I’ve been searching for interesting ways to manipulate RDF graphs in Python, to create an application that would handle Linked Data Resources in an OO-way, i.e. using Python classes and not tables/sets/lists of triples. The data will be persisted in graphs in a triple store, accessed through a SPARQL enpoint.
In this post, I’ll illustrate how I managed to tie RDFLib’s SPARQLStore plugin and RDFAlchemy to reach a rather nice looking result.
RDFLib provides tools to manipulate graphs, but most of the examples I found didn’t load Graph instances from SPARQL, and generally used SPARQLWrapper results (tables) manually. Here comes a first tool to the rescue : SPARQLStore, which allows to dynamically query a remote SPARQL endpoint when navigating an RDFLib graph. I couldn’t find a lot of documentation about it, but I found some hints in slide 51 of the excellent presentation by Tatiana Al-Chueyr Linking the world with Python and Semantics.

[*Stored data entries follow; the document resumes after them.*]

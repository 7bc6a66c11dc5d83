//! In-process record store
//!
//! Mirrors the transactional behaviour of the Postgres store closely
//! enough to exercise the pipeline without a database: batches are all or
//! nothing, the unique key is enforced, rollback is atomic. Faults can be
//! injected to simulate rejected rows, outages and slow commits.

use async_trait::async_trait;
use chrono::Utc;
use std::collections::{HashMap, HashSet};
use std::sync::atomic::{AtomicBool, AtomicUsize, Ordering};
use std::sync::{Mutex, MutexGuard};
use std::time::Duration;
use uuid::Uuid;

use super::{RecordStore, StoreError, StoreResult};
use crate::audit::{AuditEntry, CreateAuditEntry};
use crate::catalog::TableSpec;
use crate::import::dedup::composite_key;
use crate::import::types::{
    ConflictPolicy, FailedRow, NewUpload, UploadRecord, UploadStatus, UploadTotals,
};
use crate::import::validate::{CleanRow, FieldValue};

type RejectFn = Box<dyn Fn(&CleanRow) -> Option<String> + Send + Sync>;

/// A row as stored in a business table
#[derive(Debug, Clone, PartialEq, Eq)]
pub struct StoredRow {
    pub upload_id: Uuid,
    pub key: Option<String>,
    pub values: Vec<FieldValue>,
}

#[derive(Default)]
struct State {
    tables: HashMap<String, Vec<StoredRow>>,
    uploads: HashMap<Uuid, UploadRecord>,
    failed_rows: HashMap<Uuid, Vec<FailedRow>>,
    audit_log: Vec<AuditEntry>,
    committed_batches: usize,
}

#[derive(Default)]
pub struct MemoryStore {
    state: Mutex<State>,
    reject: Option<RejectFn>,
    unavailable: AtomicBool,
    /// Inserts allowed before the store starts refusing connections
    insert_budget: Mutex<Option<usize>>,
    insert_calls: AtomicUsize,
    insert_delay: Option<Duration>,
}

fn audit_record(entry: &CreateAuditEntry) -> AuditEntry {
    AuditEntry {
        id: Uuid::new_v4(),
        action: entry.action.as_str().to_string(),
        severity: entry.severity.as_str().to_string(),
        table_key: entry.table_key.clone(),
        user_id: entry.actor.user_id.clone(),
        ip_address: entry.actor.ip_address.clone(),
        user_agent: entry.actor.user_agent.clone(),
        row_key: entry.row_key.clone(),
        column_name: entry.column_name.clone(),
        old_value: entry.old_value.clone(),
        new_value: entry.new_value.clone(),
        rows_affected: entry.rows_affected,
        upload_id: entry.upload_id,
        batch_id: entry.batch_id,
        reason: entry.reason.clone(),
        metadata: entry.metadata.clone(),
        created_at: Utc::now(),
    }
}

impl MemoryStore {
    pub fn new() -> Self {
        Self::default()
    }

    /// Reject any batch containing a row for which `reject` returns a reason.
    pub fn with_row_rejection<F>(mut self, reject: F) -> Self
    where
        F: Fn(&CleanRow) -> Option<String> + Send + Sync + 'static,
    {
        self.reject = Some(Box::new(reject));
        self
    }

    /// Sleep before every insert, to widen the window for cancellation.
    pub fn with_insert_delay(mut self, delay: Duration) -> Self {
        self.insert_delay = Some(delay);
        self
    }

    /// Go offline after `inserts` successful or failed insert calls.
    pub fn fail_after_inserts(self, inserts: usize) -> Self {
        *self.insert_budget.lock().unwrap_or_else(|e| e.into_inner()) = Some(inserts);
        self
    }

    pub fn set_unavailable(&self, unavailable: bool) {
        self.unavailable.store(unavailable, Ordering::SeqCst);
    }

    /// Seed a business table with rows that belong to no upload.
    pub fn seed(&self, table: &TableSpec, rows: Vec<Vec<FieldValue>>) {
        let mut state = self.lock();
        let stored = state.tables.entry(table.table_name.clone()).or_default();
        for values in rows {
            stored.push(StoredRow {
                upload_id: Uuid::nil(),
                key: composite_key(table, &values),
                values,
            });
        }
    }

    pub fn rows(&self, table: &str) -> Vec<StoredRow> {
        self.lock().tables.get(table).cloned().unwrap_or_default()
    }

    pub fn rows_for_upload(&self, table: &str, upload_id: Uuid) -> Vec<StoredRow> {
        self.rows(table)
            .into_iter()
            .filter(|r| r.upload_id == upload_id)
            .collect()
    }

    pub fn audit_entries(&self) -> Vec<AuditEntry> {
        self.lock().audit_log.clone()
    }

    pub fn committed_batches(&self) -> usize {
        self.lock().committed_batches
    }

    fn lock(&self) -> MutexGuard<'_, State> {
        self.state.lock().unwrap_or_else(|e| e.into_inner())
    }

    fn check_available(&self) -> StoreResult<()> {
        if self.unavailable.load(Ordering::SeqCst) {
            Err(StoreError::unavailable("connection refused"))
        } else {
            Ok(())
        }
    }

    fn spend_insert_budget(&self) -> StoreResult<()> {
        let calls = self.insert_calls.fetch_add(1, Ordering::SeqCst);
        let budget = *self.insert_budget.lock().unwrap_or_else(|e| e.into_inner());
        if budget.is_some_and(|limit| calls >= limit) {
            self.set_unavailable(true);
        }
        self.check_available()
    }
}

#[async_trait]
impl RecordStore for MemoryStore {
    async fn create_upload(&self, upload: &NewUpload) -> StoreResult<()> {
        self.check_available()?;
        let now = Utc::now();
        let record = UploadRecord {
            id: upload.id,
            table_key: upload.table_key.clone(),
            file_name: upload.file_name.clone(),
            file_size: upload.file_size.map(|s| s as i64),
            csv_headers: None,
            status: UploadStatus::Active.as_str().to_string(),
            outcome: None,
            total_rows: 0,
            rows_inserted: 0,
            rows_skipped: 0,
            rows_failed: 0,
            duration_ms: None,
            error: None,
            user_id: upload.actor.user_id.clone(),
            ip_address: upload.actor.ip_address.clone(),
            user_agent: upload.actor.user_agent.clone(),
            created_at: now,
            updated_at: now,
            completed_at: None,
            rolled_back_at: None,
            deleted_at: None,
        };
        self.lock().uploads.insert(upload.id, record);
        Ok(())
    }

    async fn record_headers(&self, upload_id: Uuid, headers: &[String]) -> StoreResult<()> {
        self.check_available()?;
        let mut state = self.lock();
        let upload = state
            .uploads
            .get_mut(&upload_id)
            .ok_or(StoreError::UploadNotFound(upload_id))?;
        if upload.csv_headers.is_none() {
            upload.csv_headers = Some(headers.to_vec());
        }
        Ok(())
    }

    async fn existing_keys(&self, table: &TableSpec, keys: &[String]) -> StoreResult<HashSet<String>> {
        self.check_available()?;
        let wanted: HashSet<&String> = keys.iter().collect();
        let state = self.lock();
        Ok(state
            .tables
            .get(&table.table_name)
            .map(|rows| {
                rows.iter()
                    .filter_map(|r| r.key.as_ref())
                    .filter(|k| wanted.contains(k))
                    .cloned()
                    .collect()
            })
            .unwrap_or_default())
    }

    async fn insert_batch(
        &self,
        table: &TableSpec,
        upload_id: Uuid,
        rows: &[CleanRow],
        policy: ConflictPolicy,
    ) -> StoreResult<u64> {
        if let Some(delay) = self.insert_delay {
            tokio::time::sleep(delay).await;
        }
        self.spend_insert_budget()?;

        if let Some(reject) = &self.reject {
            if let Some(reason) = rows.iter().find_map(|row| reject(row)) {
                return Err(StoreError::Rejected(reason));
            }
        }

        let mut state = self.lock();
        let stored = state.tables.entry(table.table_name.clone()).or_default();

        // Stage into a copy so a conflict leaves the table untouched.
        let mut staged = stored.clone();
        for row in rows {
            let key = composite_key(table, &row.values);
            let existing = key
                .as_ref()
                .and_then(|k| staged.iter().position(|r| r.key.as_ref() == Some(k)));

            match (existing, policy) {
                (Some(index), ConflictPolicy::Update) => {
                    staged[index].values = row.values.clone();
                    staged[index].upload_id = upload_id;
                }
                (Some(_), ConflictPolicy::Skip) => {
                    return Err(StoreError::rejected(format!(
                        "duplicate key value violates unique constraint on {}",
                        table.table_name
                    )));
                }
                (None, _) => staged.push(StoredRow {
                    upload_id,
                    key,
                    values: row.values.clone(),
                }),
            }
        }

        *stored = staged;
        state.committed_batches += 1;
        Ok(rows.len() as u64)
    }

    async fn record_failed_rows(&self, upload_id: Uuid, rows: &[FailedRow]) -> StoreResult<()> {
        self.check_available()?;
        self.lock()
            .failed_rows
            .entry(upload_id)
            .or_default()
            .extend_from_slice(rows);
        Ok(())
    }

    async fn finish_upload(
        &self,
        upload_id: Uuid,
        totals: &UploadTotals,
        audit: &CreateAuditEntry,
    ) -> StoreResult<()> {
        self.check_available()?;
        let mut state = self.lock();
        let upload = state
            .uploads
            .get_mut(&upload_id)
            .ok_or(StoreError::UploadNotFound(upload_id))?;

        let now = Utc::now();
        upload.outcome = Some(totals.phase.as_str().to_string());
        upload.total_rows = totals.total_rows as i64;
        upload.rows_inserted = totals.inserted as i64;
        upload.rows_skipped = totals.skipped as i64;
        upload.rows_failed = totals.failed as i64;
        upload.duration_ms = Some(totals.duration_ms as i64);
        upload.error = totals.error.clone();
        upload.completed_at = Some(now);
        upload.updated_at = now;

        state.audit_log.push(audit_record(audit));
        Ok(())
    }

    async fn rollback_upload(
        &self,
        table: &TableSpec,
        upload_id: Uuid,
        mut audit: CreateAuditEntry,
    ) -> StoreResult<u64> {
        self.check_available()?;
        let mut state = self.lock();

        match state.uploads.get(&upload_id).map(UploadRecord::status) {
            None => return Err(StoreError::UploadNotFound(upload_id)),
            Some(UploadStatus::RolledBack) => return Err(StoreError::AlreadyRolledBack(upload_id)),
            Some(UploadStatus::Active) => {}
        }

        let deleted = match state.tables.get_mut(&table.table_name) {
            Some(rows) => {
                let before = rows.len();
                rows.retain(|r| r.upload_id != upload_id);
                (before - rows.len()) as u64
            }
            None => 0,
        };

        let now = Utc::now();
        if let Some(upload) = state.uploads.get_mut(&upload_id) {
            upload.status = UploadStatus::RolledBack.as_str().to_string();
            upload.rolled_back_at = Some(now);
            upload.updated_at = now;
        }

        audit.rows_affected = Some(deleted as i64);
        state.audit_log.push(audit_record(&audit));
        Ok(deleted)
    }

    async fn get_upload(&self, upload_id: Uuid) -> StoreResult<Option<UploadRecord>> {
        self.check_available()?;
        Ok(self.lock().uploads.get(&upload_id).cloned())
    }

    async fn failed_rows(&self, upload_id: Uuid) -> StoreResult<Vec<FailedRow>> {
        self.check_available()?;
        let mut rows = self
            .lock()
            .failed_rows
            .get(&upload_id)
            .cloned()
            .unwrap_or_default();
        rows.sort_by_key(|r| r.line_number);
        Ok(rows)
    }

    async fn audit_trail(&self, upload_id: Uuid) -> StoreResult<Vec<AuditEntry>> {
        self.check_available()?;
        Ok(self
            .lock()
            .audit_log
            .iter()
            .filter(|e| e.upload_id == Some(upload_id))
            .cloned()
            .collect())
    }
}

#[cfg(test)]
#[allow(clippy::unwrap_used)]
mod tests {
    use super::*;
    use crate::audit::AuditAction;
    use crate::catalog::{FieldSpec, FieldType};

    fn table() -> TableSpec {
        TableSpec::new("people", "people")
            .field(FieldSpec::new("email", FieldType::Text))
            .with_unique_key(["email"])
    }

    fn row(line: u64, email: &str) -> CleanRow {
        CleanRow {
            line,
            values: vec![FieldValue::Text(Some(email.to_string()))],
            raw: vec![email.to_string()],
        }
    }

    #[tokio::test]
    async fn test_batch_is_all_or_nothing() {
        let store = MemoryStore::new();
        let upload = Uuid::new_v4();
        store
            .insert_batch(&table(), upload, &[row(2, "a@x.io")], ConflictPolicy::Skip)
            .await
            .unwrap();

        let err = store
            .insert_batch(
                &table(),
                upload,
                &[row(3, "b@x.io"), row(4, "a@x.io")],
                ConflictPolicy::Skip,
            )
            .await
            .unwrap_err();

        assert!(err.is_row_scoped());
        assert_eq!(store.rows("people").len(), 1);
        assert_eq!(store.committed_batches(), 1);
    }

    #[tokio::test]
    async fn test_update_policy_retags_existing_row() {
        let store = MemoryStore::new();
        let (first, second) = (Uuid::new_v4(), Uuid::new_v4());
        store
            .insert_batch(&table(), first, &[row(2, "a@x.io")], ConflictPolicy::Skip)
            .await
            .unwrap();
        store
            .insert_batch(&table(), second, &[row(2, " a@x.io")], ConflictPolicy::Update)
            .await
            .unwrap();

        let rows = store.rows("people");
        assert_eq!(rows.len(), 1);
        assert_eq!(rows[0].upload_id, second);
    }

    #[tokio::test]
    async fn test_fail_after_inserts() {
        let store = MemoryStore::new().fail_after_inserts(1);
        let upload = Uuid::new_v4();
        assert!(store
            .insert_batch(&table(), upload, &[row(2, "a@x.io")], ConflictPolicy::Skip)
            .await
            .is_ok());
        let err = store
            .insert_batch(&table(), upload, &[row(3, "b@x.io")], ConflictPolicy::Skip)
            .await
            .unwrap_err();
        assert!(!err.is_row_scoped());
    }

    #[tokio::test]
    async fn test_rollback_removes_only_tagged_rows() {
        let store = MemoryStore::new();
        let table = table();
        store.seed(&table, vec![vec![FieldValue::Text(Some("old@x.io".into()))]]);

        let upload = NewUpload {
            id: Uuid::new_v4(),
            table_key: "people".into(),
            file_name: "people.csv".into(),
            file_size: None,
            actor: Default::default(),
        };
        store.create_upload(&upload).await.unwrap();
        store
            .insert_batch(&table, upload.id, &[row(2, "a@x.io"), row(3, "b@x.io")], ConflictPolicy::Skip)
            .await
            .unwrap();

        let audit = CreateAuditEntry::builder(AuditAction::UploadRollback)
            .upload_id(upload.id)
            .build();
        assert_eq!(store.rollback_upload(&table, upload.id, audit.clone()).await.unwrap(), 2);
        assert_eq!(store.rows("people").len(), 1);
        assert_eq!(store.audit_entries()[0].rows_affected, Some(2));

        assert!(matches!(
            store.rollback_upload(&table, upload.id, audit).await,
            Err(StoreError::AlreadyRolledBack(_))
        ));
    }
}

Now, I know how I can manipulate the RDFLib Graphs queried from a remote SPARQL endpoint with the usual methods, I’m still not satisfied, because I want OO stuff, not lists of
(predicate, object) tuples.
Here comes the second tool, RDFAlchemy, which allows to create “descriptor” classes mapping RDF Resources to Python classes. Here again, there isn’t much docs available, but I found the excellent tutorial by Ted Lawless Reading and writing RDF for VIVO with RDFAlchemy.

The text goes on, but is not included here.